High-Electrical-Conductivity Multilayer Graphene Formed by Layer Exchange with Controlled Thickness and Interlayer.

Author information

1
Institute of Applied Physics, University of Tsukuba, 1-1-1 Tennodai, Tsukuba, Ibaraki, 305-8573, Japan.
2
Electron Microscope Facility, TIA, AIST, 16-1 Onogawa, Tsukuba, 305-8569, Japan.
3
Institute of Applied Physics, University of Tsukuba, 1-1-1 Tennodai, Tsukuba, Ibaraki, 305-8573, Japan. toko@bk.tsukuba.ac.jp.
4
PRESTO, Japan Science and Technology Agency, 4-1-8 Honcho, Kawaguchi, Saitama, 332-0012, Japan. toko@bk.tsukuba.ac.jp.

Abstract

The layer exchange technique enables high-quality multilayer graphene (MLG) on arbitrary substrates, which is a key to combining advanced electronic devices with carbon materials.
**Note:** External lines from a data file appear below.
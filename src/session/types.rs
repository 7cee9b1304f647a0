//! Value types the session hands to callers.

use kwanduh_board::{Coordinate, GameCellState};
use kwanduh_inventory::ChallengeIndex;
use serde::{Deserialize, Serialize};

/// Where the session is in its lifecycle.
///
/// `InitializingApp → PlayingNow → {JustWon | JustLost | JustAbandoned} → PlayingNow`.
#[derive(
    Debug,
    Clone,
    Copy,
    PartialEq,
    Eq,
    Hash,
    Default,
    Serialize,
    Deserialize,
    strum::Display,
    strum::EnumIter,
)]
#[serde(rename_all = "camelCase")]
pub enum PlayState {
    /// No game has been set up yet.
    #[default]
    InitializingApp,
    /// A board is live.
    PlayingNow,
    /// The last game ended in a loss.
    JustLost,
    /// The last game ended in a win.
    JustWon,
    /// The last game was given up.
    JustAbandoned,
}

impl PlayState {
    /// True for the three states a game can end in.
    pub fn is_final(self) -> bool {
        matches!(self, Self::JustLost | Self::JustWon | Self::JustAbandoned)
    }
}

/// A played cell, as reported by the move history.
#[derive(Debug, Clone, Copy, PartialEq, Eq, Serialize, Deserialize)]
pub struct GameMove {
    /// The cell.
    pub coordinate: Coordinate,
    /// 1-based order in which the cell was played.
    pub move_number: usize,
    /// `PlayedCorrectly` or `PlayedIncorrectly`.
    pub state: GameCellState,
    /// Challenge answered on the cell.
    pub challenge: ChallengeIndex,
}

/// What a move did to the game.
#[derive(Debug, Clone, PartialEq, Eq, Serialize, Deserialize)]
pub enum MoveOutcome {
    /// A chain of correct answers joins two opposite corners.
    Won {
        /// The winning chain, corner to corner.
        path: Vec<Coordinate>,
    },
    /// No winning chain can be completed anymore.
    Lost,
    /// The game goes on.
    Continue,
}

impl MoveOutcome {
    /// True for `Won` and `Lost`.
    pub fn is_decided(&self) -> bool {
        !matches!(self, Self::Continue)
    }

    /// The state to tear the game down with, if decided.
    pub fn final_state(&self) -> Option<PlayState> {
        match self {
            Self::Won { .. } => Some(PlayState::JustWon),
            Self::Lost => Some(PlayState::JustLost),
            Self::Continue => None,
        }
    }
}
We synthesize uniform MLG layers of various thicknesses, t, ranging from 5 nm to 200 nm using Ni-induced layer exchange at 800 °C. Raman and transmission electron microscopy studies show the crystal quality of MLG is relatively low for t ≤ 20 nm and dramatically improves for t ≥ 50 nm when we prepare a diffusion controlling Al2O3 interlayer between the C and Ni layers. Hall effect measurements reveal the carrier mobility for t = 50 nm is 550 cm2/Vs, which is the highest Hall mobility in MLG directly formed on an insulator. The electrical conductivity (2700 S/cm) also exceeds a highly oriented pyrolytic graphite synthesized at 3000 °C or higher. Synthesis technology of MLG with a wide range of thicknesses will enable exploration of extensive device applications of carbon materials.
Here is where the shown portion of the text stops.